Tertiary education subsidies can be delivered in the form of:
* tuition subsidies (either given directly to students or indirectly to tertiary education providers); or
* living support allowances to students; or
* subsidised student loan scheme;
* scholarships (either merit-based or needs-based).
The choices about how to deliver subsidies are dependant on a number of other policy settings, including the nature of government's relationships with providers and students, the level of subsidy and risks of misuse of subsidies. However, since a loan scheme is designed to transfer costs of study into the future when students are better able to meet these costs, it does not make sense to put in significant subsidy components into the loan scheme as this would be inefficient. The exception would be the necessary public subsidies in an income-contingent type loan scheme. See the section on Support for Tertiary Education Students.
There are arguments for and against subsidising the living costs for students. Arguments in favour of subsidising living costs are that:
* students are more likely to be resistant to borrow for living costs since the benefits resulting from accommodation, food and transport are immediately consumed and have no future pay-back (unlike the knowledge and skills acquired through tuition). While students can earn some income while they are studying this can very quickly detract from the learning opportunity and this is to be avoided;
* those who are unemployed receive a basic benefit to cover essential living costs in most countries and, therefore, to not subsidise student living costs may reduce incentives to acquire a tertiary education.

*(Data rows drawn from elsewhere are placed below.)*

use crate::CliError;
use clap::Parser;
use std::{
    borrow::Cow,
    fs,
    path::{Path, PathBuf},
    process::ExitCode,
};
use yarn_dedupe::{fix_duplicates, list_duplicates, DedupeOptions, InvalidConfigurationError, Strategy};
use yarn_dedupe_lockfile::Lockfile;

const FAIL_MESSAGE: &str = "Found duplicated entries. Run yarn-dedupe to deduplicate them.";

/// Deduplicate the entries of a yarn v1 lockfile.
#[derive(Debug, Parser)]
#[clap(name = "yarn-dedupe")]
#[clap(bin_name = "yarn-dedupe")]
#[clap(version)]
#[clap(about = "Deduplicate the entries of a yarn v1 lockfile")]
pub struct CliArgs {
    /// Path of the lockfile.
    #[clap(default_value = Lockfile::FILE_NAME)]
    pub lockfile: PathBuf,

    /// Deduplication strategy: highest, fewer, fewerHighest or mostCommon.
    #[clap(short, long, default_value = "fewerHighest")]
    pub strategy: String,

    /// Do not change the lockfile, only list the duplicates.
    #[clap(short, long)]
    pub list: bool,

    /// Exit with status 1 if the lockfile has duplicates.
    #[clap(short, long)]
    pub fail: bool,

    /// Only deduplicate packages of these scopes.
    #[clap(long, num_args = 1..)]
    pub scopes: Vec<String>,

    /// Only deduplicate these packages.
    #[clap(long, num_args = 1..)]
    pub packages: Vec<String>,

    /// Never deduplicate these packages.
    #[clap(long, num_args = 1..)]
    pub exclude: Vec<String>,

    /// Never deduplicate packages of these scopes.
    #[clap(long, num_args = 1..)]
    pub exclude_scopes: Vec<String>,

    /// Print the deduplicated lockfile instead of saving it.
    #[clap(long)]
    pub print: bool,

    /// Let pre-releases satisfy ranges, e.g. ^1.0.0 accepts 1.0.1-alpha.
    #[clap(long, alias = "includePrerelease")]
    pub include_prerelease: bool,
}

impl CliArgs {
    /// Translate the flags into engine options.
    pub fn options(&self) -> Result<DedupeOptions, InvalidConfigurationError> {
        let collect = |items: &[String]| items.iter().cloned().collect();
        let options = DedupeOptions {
            strategy: Strategy::from_name(&self.strategy)?,
            include_scopes: collect(&self.scopes),
            include_packages: collect(&self.packages),
            exclude_packages: collect(&self.exclude),
            exclude_scopes: collect(&self.exclude_scopes),
            include_prerelease: self.include_prerelease,
        };
        options.validate()?;
        Ok(options)
    }

    /// Execute the command.
    pub fn run(self) -> miette::Result<ExitCode> {
        let options = self.options()?;
        let CliArgs { lockfile: path, list, fail, print, .. } = self;

        let text = fs::read_to_string(&path)
            .map_err(|error| CliError::ReadLockfile { path: path.clone(), error })?;

        if list {
            let duplicates = list_duplicates(&text, &options)?;
            for line in &duplicates {
                println!("{line}");
            }
            if duplicates.is_empty() {
                println!("No duplicates found!");
            } else if fail {
                eprintln!("{FAIL_MESSAGE}");
                return Ok(ExitCode::FAILURE);
            }
            return Ok(ExitCode::SUCCESS);
        }

        let deduped = fix_duplicates(&text, &options)?;
        let changed = deduped != text;
        if print {
            print!("{deduped}");
        } else if changed {
            println!("Found duplicates, {} changed", file_name(&path));
            fs::write(&path, &deduped)
                .map_err(|error| CliError::WriteLockfile { path: path.clone(), error })?;
        } else {
            println!("No duplicates found, {} identical", file_name(&path));
        }

        if fail && changed {
            eprintln!("{FAIL_MESSAGE}");
            return Ok(ExitCode::FAILURE);
        }
        Ok(ExitCode::SUCCESS)
    }
}

fn file_name(path: &Path) -> Cow<'_, str> {
    path.file_name().map_or_else(|| path.to_string_lossy(), |name| name.to_string_lossy())
}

The arguments against subsidising living costs are that:
* the government, like the student, receives no benefits from subsidising students for living costs. Public and private benefits arise from the tuition only. If basic living costs are not covered by a benefit for unemployed people, the unemployed may become liabilities to a government (through higher crime, higher health care costs, etc). This situation doesn't apply for students.
* students are generally able to secure some employment while studying. This may be either during the long vacation breaks, or throughout the year on a part-time basis. It is reasonable to assume that students should support themselves (possibly with a system of hardship grants for those that can't). Providing a borrowing facility through the student loan scheme may be the only backup required.
There are also arguments for and against subsidising tuition costs. The arguments in favour of subsidising tuition tend to be stronger than those against since:
* public benefits arise from the tuition that the student receives;
* students will make their educational decisions primarily on factors that relate to tuition cost and quality, therefore subsidising tuition will bring better educational opportunities within reach of students that can't afford tertiary education (although this argument is weakened with the availability of loan finance).
If considerable government subsidies are provided for tertiary education, as is the case in most countries, then it is probably reasonable to subsidise both tuition and living costs.
Since beneficiaries and students from low socio-economic backgrounds may be reluctant to borrow for living costs, targeted income support arrangements or needs-based scholarships may be key instruments in increasing tertiary education participation. A system of hardship grants may be another possibility for students who have exhausted all other sources of finance and who face higher than normal or unexpected costs (eg. high travel costs, childcare costs, bereavement, etc.). Providing access to hardships grants is likely to prevent these students from dropping out. Many education providers have a system of hardship grants, funded either from general revenue or from philanthropic sources so any government program needs to be careful not to "crowd out" these schemes.
Given the public benefits that arise from tuition, it is likely that subsidising tuition will increase participation and ensure that public benefits arise from tertiary eduation. The sensisitivity of students to tuition fee levels will determine the effectiveness of tuition subsidies in raising participation. Targeting tuition subsidies may be desirable in order to minimise deadweight effects.
Merit-based scholarships are a means of creating incentives for excellence, but are unlikely to increase participation as much as other forms of subsidy, since the more able students are more likely to participate regardless of cost.